Thursday, May 13, 2010

The US does torture: Bagram for one place...

Face It: With Bagram, the United States Does Torture
May 13, 2010 at 9:08AM by Charles P. Pierce

Bagram's been a dirty little secret for a while now. The concentration for the most part has been on Guantánamo. It's closer to the U.S. mainland, and it's some place with which some of us have been conversant since even before JFK and Khrushchev started playing chicken in the Caribbean, causing those of us attending Catholic school within six miles of a primary target to dive under our desks every three minutes during October of 1962, and it became even more famous as the setting for Aaron Sorkin's A Few Good Men, which, among its other charms, was a candy-assed extended liberal legal brief in defense of William Calley — or, at least, in defense of how William Calleys get made. In the witchery of the past decade, Gitmo always has been our familiar. Bagram is the dark place over the horizon.

If the BBC's reporting this week is correct, then the U.S. military — and, by extension, the U.S. government — has been caught lying once again as to what is being done to other human beings in the name of the people of the United States. And it's becoming very plain that we have no real objection not only to the lying, but to the various exercises in inhumanity that the lying is meant to protect.

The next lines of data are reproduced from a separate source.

//! Clip-space clipping against the homogeneous clip cube.
//!
//! Clipping occurs after the vertex stage, before the perspective divide.
//! The clip volume is:
//!
//! ```text
//! -w <= x <= w
//! -w <= y <= w
//! -w <= z <= w   ([-1, 1] depth range, OpenGL-style)
//! ```
//!
//! The planes are fixed, so the same clipper works for perspective and
//! orthographic projections alike.

use crate::math::Vec4;
use crate::shader::Varying;

/// A vertex-stage output: clip-space position plus the program's varyings.
#[derive(Clone, Copy, Debug)]
pub struct ClipVertex<V> {
    pub position: Vec4,
    pub varying: V,
}

impl<V: Varying> ClipVertex<V> {
    pub fn new(position: Vec4, varying: V) -> Self {
        Self { position, varying }
    }

    /// Interpolates position and varyings where an edge crosses a plane.
    ///
    /// Clip space is still linear in the pre-divide coordinates, so plain
    /// linear interpolation is correct here.
    pub fn lerp(&self, other: &Self, t: f32) -> Self {
        Self {
            position: self.position.lerp(other.position, t),
            varying: self.varying.lerp(&other.varying, t),
        }
    }
}

/// The 6 planes of the canonical clip-space cube.
///
/// The signed distance is positive when inside the clip volume.
#[derive(Clone, Copy, Debug)]
pub enum ClipPlane {
    /// x >= -w
    Left,
    /// x <= w
    Right,
    /// y >= -w
    Bottom,
    /// y <= w
    Top,
    /// z >= -w
    Near,
    /// z <= w
    Far,
}

impl ClipPlane {
    pub const ALL: [ClipPlane; 6] = [
        ClipPlane::Left,
        ClipPlane::Right,
        ClipPlane::Bottom,
        ClipPlane::Top,
        ClipPlane::Near,
        ClipPlane::Far,
    ];

    #[inline]
    pub fn signed_distance(&self, p: Vec4) -> f32 {
        match self {
            Self::Left => p.w + p.x,
            Self::Right => p.w - p.x,
            Self::Bottom => p.w + p.y,
            Self::Top => p.w - p.y,
            Self::Near => p.w + p.z,
            Self::Far => p.w - p.z,
        }
    }
}

/// A convex polygon in clip space.
///
/// Starts life as a triangle; each plane it is clipped against can add at
/// most one vertex.
#[derive(Clone, Debug)]
pub struct ClipPolygon<V> {
    pub vertices: Vec<ClipVertex<V>>,
}

impl<V: Varying> ClipPolygon<V> {
    pub fn from_triangle(v0: ClipVertex<V>, v1: ClipVertex<V>, v2: ClipVertex<V>) -> Self {
        Self {
            vertices: vec![v0, v1, v2],
        }
    }

    /// Returns true if the polygon has been completely clipped away.
    pub fn is_empty(&self) -> bool {
        self.vertices.len() < 3
    }

    /// True when every vertex is inside every plane, so clipping can be skipped.
    pub fn is_inside(&self) -> bool {
        self.vertices.iter().all(|v| {
            ClipPlane::ALL
                .iter()
                .all(|plane| plane.signed_distance(v.position) >= 0.0)
        })
    }

    /// Sutherland-Hodgman against a single plane.
    pub fn clip_against_plane(&self, plane: ClipPlane) -> Self {
        if self.is_empty() {
            return Self { vertices: vec![] };
        }

        let mut output = Vec::with_capacity(self.vertices.len() + 1);

        for (i, current) in self.vertices.iter().enumerate() {
            let next = &self.vertices[(i + 1) % self.vertices.len()];

            let d1 = plane.signed_distance(current.position);
            let d2 = plane.signed_distance(next.position);

            let current_inside = d1 >= 0.0;
            let next_inside = d2 >= 0.0;

            if current_inside {
                output.push(*current);
            }
            if current_inside != next_inside {
                let t = d1 / (d1 - d2);
                output.push(current.lerp(next, t));
            }
        }

        Self { vertices: output }
    }

    /// Fan triangulation of the (convex) polygon.
    pub fn triangulate(
        &self,
    ) -> impl Iterator<Item = [&ClipVertex<V>; 3]> {
        (1..self.vertices.len().saturating_sub(1))
            .map(move |i| [&self.vertices[0], &self.vertices[i], &self.vertices[i + 1]])
    }
}

/// Clips polygons against the canonical clip-space cube.
#[derive(Clone, Copy, Debug, Default)]
pub struct ClipSpaceClipper;

impl ClipSpaceClipper {
    pub fn new() -> Self {
        Self
    }

    /// Clips against all 6 planes. The result may be empty.
    pub fn clip_polygon<V: Varying>(&self, polygon: ClipPolygon<V>) -> ClipPolygon<V> {
        if polygon.is_inside() {
            return polygon;
        }

        let mut result = polygon;
        for plane in ClipPlane::ALL {
            if result.is_empty() {
                break;
            }
            result = result.clip_against_plane(plane);
        }
        result
    }
}
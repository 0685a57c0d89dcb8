//! Projection parameters.
//!
//! The [`Projection`] struct holds everything except the field of view, which
//! belongs to the camera zoom and is passed in when the matrix is built.

use crate::math::Mat4;

pub const Z_NEAR: f32 = 0.1;
pub const Z_FAR: f32 = 100.0;
/// Half extent of the orthographic view volume in world units.
pub const ORTHO_EXTENT: f32 = 5.0;

#[derive(Debug, Clone, Copy, PartialEq, Eq, Default)]
pub enum ProjectionMode {
    #[default]
    Perspective,
    Orthographic,
}

#[derive(Debug, Clone, Copy)]
pub struct Projection {
    mode: ProjectionMode,
    /// Aspect ratio (width / height).
    aspect_ratio: f32,
    z_near: f32,
    z_far: f32,
}

impl Projection {
    pub fn new(aspect_ratio: f32) -> Self {
        Self {
            mode: ProjectionMode::Perspective,
            aspect_ratio,
            z_near: Z_NEAR,
            z_far: Z_FAR,
        }
    }

    /// Aspect ratio of a `width` x `height` viewport; a zero height counts as one.
    pub fn for_viewport(width: u32, height: u32) -> Self {
        Self::new(width as f32 / height.max(1) as f32)
    }

    pub fn mode(&self) -> ProjectionMode {
        self.mode
    }

    pub fn set_mode(&mut self, mode: ProjectionMode) {
        self.mode = mode;
    }

    pub fn aspect_ratio(&self) -> f32 {
        self.aspect_ratio
    }

    /// Updates the aspect ratio (typically called on window resize).
    pub fn set_aspect_ratio(&mut self, aspect_ratio: f32) {
        self.aspect_ratio = aspect_ratio;
    }

    /// Builds the projection matrix. `fov_y_degrees` only affects perspective.
    ///
    /// The orthographic volume is a fixed square and ignores the aspect ratio.
    pub fn matrix(&self, fov_y_degrees: f32) -> Mat4 {
        match self.mode {
            ProjectionMode::Perspective => Mat4::perspective(
                fov_y_degrees.to_radians(),
                self.aspect_ratio,
                self.z_near,
                self.z_far,
            ),
            ProjectionMode::Orthographic => Mat4::orthographic(
                -ORTHO_EXTENT,
                ORTHO_EXTENT,
                -ORTHO_EXTENT,
                ORTHO_EXTENT,
                self.z_near,
                self.z_far,
            ),
        }
    }
}
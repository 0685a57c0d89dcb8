//! Polygon clipping against the homogeneous clip volume.
//!
//! Triangles are clipped with the Sutherland-Hodgman algorithm after the
//! vertex stage and before the perspective divide, so geometry crossing the
//! near plane never produces a vertex with `w <= 0`.

pub mod clip_space;

pub use clip_space::{ClipPlane, ClipPolygon, ClipSpaceClipper, ClipVertex};
//! 4D vector for homogeneous coordinates.

use std::ops::{Add, Mul, Sub};

use super::vec3::Vec3;

#[derive(Clone, Copy, Debug, Default, PartialEq)]
pub struct Vec4 {
    pub x: f32,
    pub y: f32,
    pub z: f32,
    pub w: f32,
}

impl Vec4 {
    pub const fn new(x: f32, y: f32, z: f32, w: f32) -> Self {
        Self { x, y, z, w }
    }

    /// Create a point (w=1) from a Vec3.
    pub const fn point(v: Vec3) -> Self {
        Self::new(v.x, v.y, v.z, 1.0)
    }

    /// Create a direction (w=0) from a Vec3.
    pub const fn direction(v: Vec3) -> Self {
        Self::new(v.x, v.y, v.z, 0.0)
    }

    /// Convert to Vec3, discarding w.
    pub const fn xyz(self) -> Vec3 {
        Vec3::new(self.x, self.y, self.z)
    }

    /// Linearly interpolate between two vectors.
    pub fn lerp(self, other: Self, t: f32) -> Self {
        self + (other - self) * t
    }
}

impl Add<Vec4> for Vec4 {
    type Output = Vec4;

    fn add(self, rhs: Vec4) -> Self::Output {
        Self::new(
            self.x + rhs.x,
            self.y + rhs.y,
            self.z + rhs.z,
            self.w + rhs.w,
        )
    }
}

impl Sub<Vec4> for Vec4 {
    type Output = Vec4;

    fn sub(self, rhs: Vec4) -> Self::Output {
        Self::new(
            self.x - rhs.x,
            self.y - rhs.y,
            self.z - rhs.z,
            self.w - rhs.w,
        )
    }
}

impl Mul<f32> for Vec4 {
    type Output = Vec4;

    fn mul(self, rhs: f32) -> Self::Output {
        Self::new(self.x * rhs, self.y * rhs, self.z * rhs, self.w * rhs)
    }
}
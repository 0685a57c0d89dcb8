//! Static vertex buffers for the scene primitives.
//!
//! A [`Mesh`] is the CPU-side equivalent of a vertex array object: an
//! interleaved vertex list (position, normal, texture coordinate), an
//! optional index list and the [`Topology`] used to assemble triangles.
//! Meshes are built once at startup and drawn every frame.
//!
//! Shapes come from two places:
//! - [`shapes`]: hardcoded vertex arrays (plane, cube, prism)
//! - [`parametric`]: closed-form trigonometric generators (cylinder, cup,
//!   sphere, torus)

pub mod parametric;
pub mod shapes;

use std::fmt;

use crate::error::{Error, Result};
use crate::math::{Vec2, Vec3};

pub use parametric::{CupParams, CylinderParams, SphereParams, TorusParams};

/// One interleaved vertex: 3 floats position, 3 floats normal, 2 floats UV.
#[derive(Clone, Copy, Debug, Default, PartialEq)]
pub struct Vertex {
    pub position: Vec3,
    pub normal: Vec3,
    pub uv: Vec2,
}

impl Vertex {
    pub const fn new(position: Vec3, normal: Vec3, uv: Vec2) -> Self {
        Self {
            position,
            normal,
            uv,
        }
    }

    /// Builds a vertex from the 8-float interleaved layout.
    pub const fn from_array(v: [f32; 8]) -> Self {
        Self::new(
            Vec3::new(v[0], v[1], v[2]),
            Vec3::new(v[3], v[4], v[5]),
            Vec2::new(v[6], v[7]),
        )
    }
}

/// How consecutive vertices (or indices) form triangles.
#[derive(Clone, Copy, Debug, PartialEq, Eq, Default)]
pub enum Topology {
    /// Every three vertices form an independent triangle.
    #[default]
    Triangles,
    /// Each vertex after the first two forms a triangle with the previous two.
    /// Winding alternates so every triangle keeps the same orientation.
    TriangleStrip,
    /// Each vertex after the first two forms a triangle with the first vertex
    /// and the previous one.
    TriangleFan,
}

/// The primitives the demos know how to build.
#[derive(Clone, Copy, Debug, PartialEq, Eq, Hash)]
pub enum ShapeKind {
    Plane,
    Cylinder,
    Sphere,
    Cube,
    Prism,
    Torus,
    Cup,
}

impl ShapeKind {
    pub const ALL: [ShapeKind; 7] = [
        ShapeKind::Plane,
        ShapeKind::Cylinder,
        ShapeKind::Sphere,
        ShapeKind::Cube,
        ShapeKind::Prism,
        ShapeKind::Torus,
        ShapeKind::Cup,
    ];

    pub fn name(self) -> &'static str {
        match self {
            ShapeKind::Plane => "plane",
            ShapeKind::Cylinder => "cylinder",
            ShapeKind::Sphere => "sphere",
            ShapeKind::Cube => "cube",
            ShapeKind::Prism => "prism",
            ShapeKind::Torus => "torus",
            ShapeKind::Cup => "cup",
        }
    }
}

impl fmt::Display for ShapeKind {
    fn fmt(&self, f: &mut fmt::Formatter<'_>) -> fmt::Result {
        f.write_str(self.name())
    }
}

#[derive(Clone, Debug, PartialEq)]
pub struct Mesh {
    name: String,
    vertices: Vec<Vertex>,
    indices: Option<Vec<u32>>,
    topology: Topology,
}

impl Mesh {
    /// Creates a non-indexed mesh.
    pub fn new(name: impl Into<String>, vertices: Vec<Vertex>, topology: Topology) -> Self {
        Self {
            name: name.into(),
            vertices,
            indices: None,
            topology,
        }
    }

    /// Creates an indexed mesh, checking that every index is in range.
    pub fn indexed(
        name: impl Into<String>,
        vertices: Vec<Vertex>,
        indices: Vec<u32>,
        topology: Topology,
    ) -> Result<Self> {
        if indices.iter().any(|&i| i as usize >= vertices.len()) {
            return Err(Error::InvalidMesh("index out of range"));
        }
        Ok(Self {
            name: name.into(),
            vertices,
            indices: Some(indices),
            topology,
        })
    }

    /// Builds the default-parameter mesh for a shape.
    pub fn build(kind: ShapeKind) -> Result<Self> {
        match kind {
            ShapeKind::Plane => Ok(shapes::plane()),
            ShapeKind::Cube => Ok(shapes::cube()),
            ShapeKind::Prism => Ok(shapes::prism()),
            ShapeKind::Cylinder => parametric::cylinder(&CylinderParams::default()),
            ShapeKind::Cup => parametric::cup(&CupParams::default()),
            ShapeKind::Sphere => parametric::sphere(&SphereParams::default()),
            ShapeKind::Torus => parametric::torus(&TorusParams::default()),
        }
    }

    pub fn name(&self) -> &str {
        &self.name
    }

    pub fn vertices(&self) -> &[Vertex] {
        &self.vertices
    }

    pub fn indices(&self) -> Option<&[u32]> {
        self.indices.as_deref()
    }

    pub fn topology(&self) -> Topology {
        self.topology
    }

    pub fn vertex_count(&self) -> usize {
        self.vertices.len()
    }

    pub fn index_count(&self) -> usize {
        self.indices.as_ref().map_or(0, Vec::len)
    }

    /// Number of elements a draw call walks: indices if present, else vertices.
    pub fn draw_count(&self) -> usize {
        match &self.indices {
            Some(indices) => indices.len(),
            None => self.vertices.len(),
        }
    }

    pub fn triangle_count(&self) -> usize {
        let count = self.draw_count();
        match self.topology {
            Topology::Triangles => count / 3,
            Topology::TriangleStrip | Topology::TriangleFan => count.saturating_sub(2),
        }
    }

    /// Assembles triangles as triples of vertex indices.
    pub fn triangles(&self) -> impl Iterator<Item = [usize; 3]> + '_ {
        let topology = self.topology;
        let resolve = move |i: usize| match &self.indices {
            Some(indices) => indices[i] as usize,
            None => i,
        };

        (0..self.triangle_count()).map(move |t| {
            let [a, b, c] = match topology {
                Topology::Triangles => [3 * t, 3 * t + 1, 3 * t + 2],
                Topology::TriangleStrip if t % 2 == 0 => [t, t + 1, t + 2],
                Topology::TriangleStrip => [t + 1, t, t + 2],
                Topology::TriangleFan => [0, t + 1, t + 2],
            };
            [resolve(a), resolve(b), resolve(c)]
        })
    }
}

#[cfg(test)]
mod tests {
    use super::*;

    fn dummy(n: usize) -> Vec<Vertex> {
        (0..n)
            .map(|i| Vertex::new(Vec3::new(i as f32, 0.0, 0.0), Vec3::Y, Vec2::ZERO))
            .collect()
    }

    #[test]
    fn strip_alternates_winding() {
        let mesh = Mesh::new("strip", dummy(5), Topology::TriangleStrip);
        let tris: Vec<_> = mesh.triangles().collect();
        assert_eq!(tris, vec![[0, 1, 2], [2, 1, 3], [2, 3, 4]]);
    }

    #[test]
    fn fan_shares_first_vertex() {
        let mesh = Mesh::new("fan", dummy(5), Topology::TriangleFan);
        let tris: Vec<_> = mesh.triangles().collect();
        assert_eq!(tris, vec![[0, 1, 2], [0, 2, 3], [0, 3, 4]]);
    }

    #[test]
    fn indexed_triangles_resolve_through_indices() {
        let mesh = Mesh::indexed("quad", dummy(4), vec![0, 1, 2, 2, 3, 0], Topology::Triangles)
            .unwrap();
        assert_eq!(mesh.draw_count(), 6);
        assert_eq!(mesh.triangles().nth(1), Some([2, 3, 0]));
    }

    #[test]
    fn out_of_range_index_is_rejected() {
        let result = Mesh::indexed("bad", dummy(3), vec![0, 1, 3], Topology::Triangles);
        assert!(matches!(result, Err(Error::InvalidMesh(_))));
    }

    #[test]
    fn trailing_vertices_are_ignored() {
        let mesh = Mesh::new("partial", dummy(7), Topology::Triangles);
        assert_eq!(mesh.triangles().count(), 2);
    }

    #[test]
    fn every_shape_builds() {
        for kind in ShapeKind::ALL {
            let mesh = Mesh::build(kind).unwrap();
            assert_eq!(mesh.name(), kind.name());
            assert!(mesh.triangle_count() > 0, "{kind} has no triangles");
        }
    }
}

The president of the United States has demonstrated very little real interest in revealing what his predecessors were about, and even less interest in punishing them for their crimes, and he has suffered no perceivable political damage as a result. We are told now, by him, and by his underlings, that the United States no longer tortures, but there is no real reason any more to trust the United States government on this score, no matter who may be temporarily in charge of it. We are a constitutional, self-governing republic that has decided to torture. Period. It would be good if we could look ourselves in the face and admit it to ourselves. At the very least, we could give ourselves a break from our own tattered sanctimony.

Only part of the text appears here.